Abstract

As global environmental concerns increase, industries continue to respond prominently to meeting sustainable practice standards through technological innovations and new business models. However, current sustainability measurement tools, including Life Cycle Assessment (LCA), do not provide practitioners with sufficiently standardized methodology, which leads to uncertainty and limited comparability of results. This research develops a systematic Object-Oriented LCA method to define and quantify the consumed life of a product system during the use scenario under analysis. In this method, the Cumulative Damage Function (CDF) quantifies the consumed life of a product by using inputs of total efficiency or damage, scaling parameters and a use scenario.

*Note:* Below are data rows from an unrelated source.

/// A serializable snapshot of statistics
#[derive(Debug, Clone, Serialize, Deserialize)]
pub struct StatsSnapshot {
    pub uptime_secs: u64,
    pub total_requests: u64,
    pub active_requests: u64,
    pub failed_requests: u64,
    pub transport_errors: u64,
    pub push_requests: u64,
    pub query_requests: u64,
    pub streams_pushed: u64,
    pub lines_pushed: u64,
    pub bytes_pushed: u64,
    pub iterations: u64,
    pub short_circuited: u64,
    pub failure_rate: f64,
    pub requests_per_second: f64,
    pub avg_latency_ms: f64,
    pub min_latency_ms: Option<f64>,
    pub max_latency_ms: Option<f64>,
    pub bytes_processed: u64,
    pub lines_processed: u64,
    pub operation_requests: HashMap<String, u64>,
    pub processed: BTreeMap<String, ProcessedCounts>,
    pub checks: BTreeMap<String, CheckCounts>,
}

/// Shared stats handle for use across tasks
pub type SharedStats = Arc<Stats>;

/// Create a new shared stats instance
pub fn new_shared_stats() -> SharedStats {
    Arc::new(Stats::new())
}
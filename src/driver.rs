//! Per-iteration workload orchestration.
//!
//! A [`WorkloadDriver`] belongs to one virtual user. Each call to
//! [`WorkloadDriver::run_iteration`] runs one iteration of its [`Scenario`]
//! against the transport and records every request and check in [`Stats`].
//!
//! [`Stats`]: crate::stats::Stats

use crate::errors::{DriverError, ModelError, TransportError};
use crate::labels::{LabelModel, NAME_LABEL};
use crate::query::{
    default_discovery_ranges, DiscoveredLabels, QueryBuilder, QueryKind, QueryRequest, TimeRange,
};
use crate::stats::{Operation, SharedStats};
use crate::stream::{PushRequest, StreamSynthesizer};
use crate::transport::{
    parse_discovery_body, parse_query_summary, Transport, TransportResponse, PUSH_SUCCESS,
    QUERY_SUCCESS,
};
use crate::weighted::WeightedSelector;
use rand::rngs::SmallRng;
use rand::Rng;
use serde::{Deserialize, Serialize};
use std::fmt;
use std::sync::Arc;
use std::time::Instant;

/// Check recorded for every push.
pub const WRITE_CHECK: &str = "successful write";

/// What a virtual user does in one iteration.
#[derive(Debug, Clone, Copy, PartialEq, Eq, Hash, Serialize, Deserialize)]
#[serde(rename_all = "snake_case")]
pub enum Scenario {
    /// Push one batch of streams
    Write,
    /// Run one query picked from the query mix
    Read,
    /// Discover labels and values, then query with what was found
    ReadWrite,
}

impl fmt::Display for Scenario {
    fn fmt(&self, f: &mut fmt::Formatter<'_>) -> fmt::Result {
        match self {
            Scenario::Write => f.write_str("write"),
            Scenario::Read => f.write_str("read"),
            Scenario::ReadWrite => f.write_str("read_write"),
        }
    }
}

/// Read query mix: 10% labels, 10% label values, 10% series, 50% range,
/// 20% instant.
pub fn default_query_mix() -> Vec<(QueryKind, f64)> {
    vec![
        (QueryKind::Labels, 0.1),
        (QueryKind::LabelValues, 0.1),
        (QueryKind::Series, 0.1),
        (QueryKind::Range, 0.5),
        (QueryKind::Instant, 0.2),
    ]
}

/// Stream count and byte window of a push.
#[derive(Debug, Clone, Copy, PartialEq, Eq)]
pub struct PushShape {
    pub streams_min: usize,
    pub streams_max: usize,
    pub min_bytes: usize,
    pub max_bytes: usize,
}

By adding a systematic methodology around use parameter, scaling parameter, damage multiplier, and energy definition there can be confidence that the framework’s CDF accurately represents the product system use phase. In particular, the new contribution of a damage multiplier creates a model that quantifies the unique aspects of user behavior that are otherwise not captured by product engineering metrics. The proposed method was applied to a practical case study to assess the effectiveness of the approach and the feasibility of modeling using SimaPro® software. The results demonstrate that a systematic approach using common tools, such as functional decomposition, to define use phase parameters helps remove practitioner variability and increase accuracy of quantifying a product system use phase.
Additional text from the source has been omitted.